# [WORK ORDER]
The lines you return must be all those in the data that hold the string "ServerGuard".

# [DATA EXTRACTS]
* * * * *
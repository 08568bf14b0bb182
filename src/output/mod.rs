//! Rendering of releases and batch results as text or JSON.

mod format;

pub use format::{OutputFormat, format_bulk_results, format_history_results, format_release};
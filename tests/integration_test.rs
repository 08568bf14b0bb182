use assert_cmd::Command;
use assert_cmd::cargo;
use mockito::{Server, ServerGuard};
use predicates::prelude::*;
use serde_json::Value;
use tempfile::tempdir;

fn githubrel(url: &str) -> Command {
    let mut cmd = Command::new(cargo::cargo_bin!("githubrel"));
    cmd.env_remove("GITHUB_TOKEN")
        .env_remove("GITHUB_API_URL")
        .arg("--api-url")
        .arg(url);
    cmd
}

fn mock_latest(server: &mut ServerGuard, repo: &str, tag: &str) -> mockito::Mock {
    server
        .mock("GET", format!("/repos/{}/releases/latest", repo).as_str())
        .with_status(200)
        .with_header("content-type", "application/json")
        .with_body(format!(
            r#"{{
                "tag_name": "{tag}",
                "name": "Release {tag}",
                "html_url": "https://github.com/{repo}/releases/tag/{tag}",
                "published_at": "2023-01-01T12:00:00Z"
            }}"#
        ))
        .create()
}

#[test]
fn test_get_text_and_json() {
    let mut server = Server::new();
    let url = server.url();
    let _mock = mock_latest(&mut server, "owner/repo", "v1.2.3");

    githubrel(&url)
        .arg("get")
        .arg("owner/repo")
        .assert()
        .success()
        .stdout("v1.2.3\n");

    let output = githubrel(&url)
        .arg("--output")
        .arg("json")
        .arg("get")
        .arg("owner/repo")
        .output()
        .unwrap();
    assert!(output.status.success());

    let value: Value = serde_json::from_slice(&output.stdout).unwrap();
    assert_eq!(value["repository"], "owner/repo");
    assert_eq!(value["tag_name"], "v1.2.3");
    assert_eq!(value["name"], "Release v1.2.3");
    assert_eq!(
        value["html_url"],
        "https://github.com/owner/repo/releases/tag/v1.2.3"
    );
    assert_eq!(value["published_at"], "2023-01-01T12:00:00Z");
}

#[test]
fn test_get_sends_token() {
    let mut server = Server::new();
    let url = server.url();
    let mock = server
        .mock("GET", "/repos/owner/repo/releases/latest")
        .match_header("authorization", "Bearer secret-token")
        .with_status(200)
        .with_body(r#"{"tag_name": "v1.0.0"}"#)
        .create();

    githubrel(&url)
        .env("GITHUB_TOKEN", "secret-token")
        .arg("get")
        .arg("owner/repo")
        .assert()
        .success()
        .stdout("v1.0.0\n");

    mock.assert();
}

#[test]
fn test_get_failures() {
    let mut server = Server::new();
    let url = server.url();
    let _not_found = server
        .mock("GET", "/repos/owner/missing/releases/latest")
        .with_status(404)
        .create();
    let _limited = server
        .mock("GET", "/repos/owner/limited/releases/latest")
        .with_status(403)
        .create();

    githubrel(&url)
        .arg("get")
        .arg("owner/missing")
        .assert()
        .failure()
        .code(1)
        .stderr(predicate::str::contains("no release found for owner/missing"))
        .stderr(predicate::str::contains("404 Not Found"));

    githubrel(&url)
        .arg("get")
        .arg("owner/limited")
        .assert()
        .failure()
        .stderr(predicate::str::contains("GITHUB_TOKEN"));

    githubrel(&url)
        .arg("get")
        .arg("not-a-repo")
        .assert()
        .failure()
        .stderr(predicate::str::contains("invalid repository format"));
}

#[test]
fn test_unsupported_output_format() {
    let mut server = Server::new();
    let url = server.url();
    let _mock = mock_latest(&mut server, "owner/repo", "v1.0.0");

    githubrel(&url)
        .arg("-o")
        .arg("yaml")
        .arg("get")
        .arg("owner/repo")
        .assert()
        .failure()
        .stderr(predicate::str::contains("unsupported output format: yaml"));
}

#[test]
fn test_bulk_get() {
    let mut server = Server::new();
    let url = server.url();
    let _a = mock_latest(&mut server, "owner/repo1", "v1.0.0");
    let _b = mock_latest(&mut server, "owner/repo2", "v2.0.0");
    let _c = server
        .mock("GET", "/repos/owner/repo3/releases/latest")
        .with_status(404)
        .create();

    let dir = tempdir().unwrap();
    let file = dir.path().join("repos.txt");
    std::fs::write(
        &file,
        "# tracked repositories\nowner/repo1\n\n  owner/repo2  \nowner/repo3\n",
    )
    .unwrap();

    githubrel(&url)
        .arg("bulk-get")
        .arg(&file)
        .assert()
        .success()
        .stdout(predicate::str::starts_with(
            "owner/repo1: v1.0.0\nowner/repo2: v2.0.0\nowner/repo3: ERROR - no release found for owner/repo3: ",
        ))
        .stdout(predicate::str::contains("404 Not Found"));

    let output = githubrel(&url)
        .arg("-o")
        .arg("json")
        .arg("bulk-get")
        .arg(&file)
        .output()
        .unwrap();
    assert!(output.status.success());
    let value: Value = serde_json::from_slice(&output.stdout).unwrap();
    let items = value.as_array().unwrap();
    assert_eq!(items.len(), 3);
    assert_eq!(items[1]["tag"], "v2.0.0");
    assert!(items[1].get("error").is_none());
    assert!(items[2].get("tag").is_none());
}

#[test]
fn test_bulk_get_missing_and_empty_file() {
    let server = Server::new();
    let url = server.url();
    let dir = tempdir().unwrap();

    githubrel(&url)
        .arg("bulk-get")
        .arg(dir.path().join("missing.txt"))
        .assert()
        .failure()
        .code(1)
        .stderr(predicate::str::contains("missing.txt"));

    let empty = dir.path().join("empty.txt");
    std::fs::write(&empty, "# nothing here\n\n").unwrap();
    githubrel(&url)
        .arg("bulk-get")
        .arg(&empty)
        .assert()
        .failure()
        .stderr(predicate::str::contains("no repositories found in file"));
}

#[test]
fn test_history() {
    let mut server = Server::new();
    let url = server.url();
    let _a = mock_latest(&mut server, "owner/same", "v1.0.0");
    let _b = mock_latest(&mut server, "owner/newer", "v1.1.0");

    let dir = tempdir().unwrap();
    let file = dir.path().join("history.txt");
    std::fs::write(&file, "owner/same:v1.0.0\nowner/newer: v1.0.0\n").unwrap();

    githubrel(&url)
        .arg("history")
        .arg(&file)
        .assert()
        .success()
        .stdout("owner/same: v1.0.0\nowner/newer: v1.0.0 -> v1.1.0\n");
}

#[test]
fn test_history_malformed_line() {
    let server = Server::new();
    let url = server.url();
    let dir = tempdir().unwrap();
    let file = dir.path().join("history.txt");
    std::fs::write(&file, "owner/repo:v1.0.0\nowner/other\n").unwrap();

    githubrel(&url)
        .arg("history")
        .arg(&file)
        .assert()
        .failure()
        .stderr(predicate::str::contains("invalid format at line 2"));
}

#[test]
fn test_mcp_session() {
    let mut server = Server::new();
    let url = server.url();
    let _mock = mock_latest(&mut server, "owner/repo", "v4.0.0");

    let input = concat!(
        r#"{"jsonrpc":"2.0","id":1,"method":"initialize","params":{"protocolVersion":"2025-03-26","capabilities":{},"clientInfo":{"name":"test","version":"0"}}}"#,
        "\n",
        r#"{"jsonrpc":"2.0","method":"notifications/initialized"}"#,
        "\n",
        r#"{"jsonrpc":"2.0","id":2,"method":"tools/list"}"#,
        "\n",
        r#"{"jsonrpc":"2.0","id":3,"method":"tools/call","params":{"name":"get_release","arguments":{"repository":"owner/repo"}}}"#,
        "\n",
        r#"{"jsonrpc":"2.0","id":4,"method":"tools/call","params":{"name":"compare_history","arguments":{"entries":[]}}}"#,
        "\n",
    );

    let output = githubrel(&url)
        .arg("mcp")
        .write_stdin(input)
        .output()
        .unwrap();
    assert!(output.status.success());

    let responses: Vec<Value> = String::from_utf8(output.stdout)
        .unwrap()
        .lines()
        .map(|l| serde_json::from_str(l).unwrap())
        .collect();
    assert_eq!(responses.len(), 4);

    assert_eq!(
        responses[0]["result"]["serverInfo"]["name"],
        "github-releases"
    );
    assert_eq!(responses[1]["result"]["tools"].as_array().unwrap().len(), 3);

    let call = &responses[2]["result"];
    assert_eq!(call["isError"], false);
    assert_eq!(call["structuredContent"]["tag_name"], "v4.0.0");

    let empty = &responses[3]["result"];
    assert_eq!(empty["isError"], true);
    assert_eq!(empty["content"][0]["text"], "no entries provided");
}

#[test]
fn test_version_subcommand() {
    Command::new(cargo::cargo_bin!("githubrel"))
        .arg("version")
        .assert()
        .success()
        .stdout(predicate::str::starts_with("githubrel version "));
}
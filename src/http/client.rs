//! Thin JSON-over-HTTP client. Requests are attempted exactly once.

use log::debug;
use reqwest::Client;
use serde::de::DeserializeOwned;

/// HTTP client shared by every request of a command or tool call.
///
/// Cloning is cheap; the underlying connection pool is shared.
#[derive(Clone, Debug)]
pub struct HttpClient {
    client: Client,
}

impl HttpClient {
    /// Creates a new HTTP client wrapping the given reqwest Client.
    pub fn new(client: Client) -> Self {
        Self { client }
    }

    /// Returns a reference to the underlying reqwest Client.
    pub fn inner(&self) -> &Client {
        &self.client
    }

    /// Performs a GET request and deserializes the JSON response.
    ///
    /// Non-success statuses surface as a `reqwest::Error` carrying the status.
    #[tracing::instrument(skip(self))]
    pub async fn get_json<T: DeserializeOwned>(&self, url: &str) -> reqwest::Result<T> {
        debug!("GET JSON from {}...", url);

        let response = self.client.get(url).send().await?;
        let response = response.error_for_status()?;
        response.json::<T>().await
    }
}
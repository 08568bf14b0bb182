//! Get action - latest release of a single repository.

use crate::error::Result;
use crate::github::{GetReleases, GitHubRepo, Release};

pub struct GetAction<'a, G: GetReleases + ?Sized> {
    github: &'a G,
}

impl<'a, G: GetReleases + ?Sized> GetAction<'a, G> {
    pub fn new(github: &'a G) -> Self {
        Self { github }
    }

    /// Parse `repository` and fetch its latest release.
    #[tracing::instrument(skip(self))]
    pub async fn run(&self, repository: &str) -> Result<Release> {
        let repo = repository.parse::<GitHubRepo>()?;
        self.github.latest_release(&repo).await
    }
}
* * * * *
# [RESULT BELOW]
use mockito::{Server, ServerGuard};
fn mock_latest(server: &mut ServerGuard, repo: &str, tag: &str) -> mockito::Mock {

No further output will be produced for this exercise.